● WHAT IS REQUIRED
Check each line below for the word "shift". Then give only how many lines have it.

----

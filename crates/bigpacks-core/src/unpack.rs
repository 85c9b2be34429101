use std::collections::HashSet;

use crate::config::CodecConfig;
use crate::error::{DecodingError, LengthKind, MalformedReason};
use crate::tag::{self, LENGTH_SIZE, TAG_SIZE};
use crate::value::{Map, Value};

/// Smallest possible encoded map entry: an empty text key and a none value.
const MIN_ENTRY_SIZE: usize = TAG_SIZE + LENGTH_SIZE + TAG_SIZE;

/// Unpack one value from the front of `bytes` with the default configuration.
///
/// Returns the value and the unconsumed remainder, which is a subslice of
/// `bytes` and can be passed straight back into `unpack` to decode the next
/// value of a concatenated stream.
pub fn unpack(bytes: &[u8]) -> Result<(Value, &[u8]), DecodingError> {
    unpack_with(bytes, &CodecConfig::default())
}

/// [`unpack`] with explicit limits.
pub fn unpack_with<'a>(
    bytes: &'a [u8],
    config: &CodecConfig,
) -> Result<(Value, &'a [u8]), DecodingError> {
    let mut decoder = Decoder {
        input: bytes,
        pos: 0,
        config: *config,
    };
    let value = decoder.value(0)?;
    Ok((value, &bytes[decoder.pos..]))
}

/// Iterate over every value in a buffer of concatenated packed values.
pub fn iter_values(bytes: &[u8]) -> Values<'_> {
    Values::with_config(bytes, CodecConfig::default())
}

/// Iterator returned by [`iter_values`].
///
/// Yields values until the buffer is exhausted. After the first error it
/// yields nothing more; error offsets are relative to the original buffer.
#[derive(Debug, Clone)]
pub struct Values<'a> {
    rest: &'a [u8],
    consumed: usize,
    config: CodecConfig,
    failed: bool,
}

impl<'a> Values<'a> {
    pub fn with_config(bytes: &'a [u8], config: CodecConfig) -> Self {
        Self {
            rest: bytes,
            consumed: 0,
            config,
            failed: false,
        }
    }

    /// Bytes not yet decoded.
    pub fn remainder(&self) -> &'a [u8] {
        self.rest
    }
}

impl Iterator for Values<'_> {
    type Item = Result<Value, DecodingError>;

    fn next(&mut self) -> Option<Self::Item> {
        if self.failed || self.rest.is_empty() {
            return None;
        }
        match unpack_with(self.rest, &self.config) {
            Ok((value, rest)) => {
                self.consumed += self.rest.len() - rest.len();
                self.rest = rest;
                Some(Ok(value))
            }
            Err(err) => {
                self.failed = true;
                Some(Err(shift(err, self.consumed)))
            }
        }
    }
}

fn shift(err: DecodingError, by: usize) -> DecodingError {
    match err {
        DecodingError::Truncated { offset, needed } => DecodingError::Truncated {
            offset: offset + by,
            needed,
        },
        DecodingError::Malformed { offset, reason } => DecodingError::Malformed {
            offset: offset + by,
            reason,
        },
    }
}

struct Decoder<'a> {
    input: &'a [u8],
    pos: usize,
    config: CodecConfig,
}

impl<'a> Decoder<'a> {
    fn remaining(&self) -> usize {
        self.input.len() - self.pos
    }

    fn take(&mut self, n: usize) -> Result<&'a [u8], DecodingError> {
        let available = self.remaining();
        if n > available {
            return Err(DecodingError::Truncated {
                offset: self.pos,
                needed: n - available,
            });
        }
        let bytes = &self.input[self.pos..self.pos + n];
        self.pos += n;
        Ok(bytes)
    }

    fn array<const N: usize>(&mut self) -> Result<[u8; N], DecodingError> {
        let mut out = [0u8; N];
        out.copy_from_slice(self.take(N)?);
        Ok(out)
    }

    fn u8(&mut self) -> Result<u8, DecodingError> {
        Ok(self.take(1)?[0])
    }

    fn length(&mut self, kind: LengthKind) -> Result<usize, DecodingError> {
        let offset = self.pos;
        let len = u32::from_le_bytes(self.array()?) as usize;
        let max = self.config.max_length;
        if len > max {
            return Err(malformed(
                offset,
                MalformedReason::LengthTooLarge { kind, len, max },
            ));
        }
        Ok(len)
    }

    fn text(&mut self) -> Result<&'a str, DecodingError> {
        let len = self.length(LengthKind::Text)?;
        let offset = self.pos;
        let bytes = self.take(len)?;
        std::str::from_utf8(bytes).map_err(|_| malformed(offset, MalformedReason::InvalidUtf8))
    }

    fn enter_container(&self, depth: usize, offset: usize) -> Result<(), DecodingError> {
        if depth >= self.config.max_depth {
            return Err(malformed(
                offset,
                MalformedReason::DepthLimitExceeded {
                    max: self.config.max_depth,
                },
            ));
        }
        Ok(())
    }

    fn value(&mut self, depth: usize) -> Result<Value, DecodingError> {
        let start = self.pos;
        let value = match self.u8()? {
            tag::NONE => Value::None,
            tag::BOOLEAN => {
                let offset = self.pos;
                match self.u8()? {
                    0 => Value::Bool(false),
                    1 => Value::Bool(true),
                    other => return Err(malformed(offset, MalformedReason::InvalidBoolean(other))),
                }
            }
            tag::INTEGER_32 => Value::Integer(i64::from(i32::from_le_bytes(self.array()?))),
            tag::INTEGER_64 => Value::Integer(i64::from_le_bytes(self.array()?)),
            tag::FLOAT_32 => Value::Float(f64::from(f32::from_le_bytes(self.array()?))),
            tag::FLOAT_64 => Value::Float(f64::from_le_bytes(self.array()?)),
            tag::TEXT => Value::Text(self.text()?.to_owned()),
            tag::BINARY => {
                let len = self.length(LengthKind::Binary)?;
                Value::Binary(self.take(len)?.to_vec())
            }
            tag::LIST => {
                self.enter_container(depth, start)?;
                let count = self.length(LengthKind::List)?;
                // Each element takes at least one byte; never trust the count for allocation.
                let mut items = Vec::with_capacity(count.min(self.remaining()));
                for _ in 0..count {
                    items.push(self.value(depth + 1)?);
                }
                Value::List(items)
            }
            tag::MAP => {
                self.enter_container(depth, start)?;
                let count = self.length(LengthKind::Map)?;
                let capacity = count.min(self.remaining() / MIN_ENTRY_SIZE);
                let mut map = Map::with_capacity(capacity);
                let mut seen = HashSet::with_capacity(capacity);
                for _ in 0..count {
                    let key_offset = self.pos;
                    let key_tag = self.u8()?;
                    if key_tag != tag::TEXT {
                        return Err(malformed(key_offset, MalformedReason::NonTextKey(key_tag)));
                    }
                    let key = self.text()?;
                    if !seen.insert(key) {
                        return Err(malformed(
                            key_offset,
                            MalformedReason::DuplicateKey(key.to_owned()),
                        ));
                    }
                    let item = self.value(depth + 1)?;
                    map.push(key, item);
                }
                Value::Map(map)
            }
            other => return Err(malformed(start, MalformedReason::UnknownTag(other))),
        };
        Ok(value)
    }
}

fn malformed(offset: usize, reason: MalformedReason) -> DecodingError {
    DecodingError::Malformed { offset, reason }
}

----

● ANSWER TO THE PROBLEM
2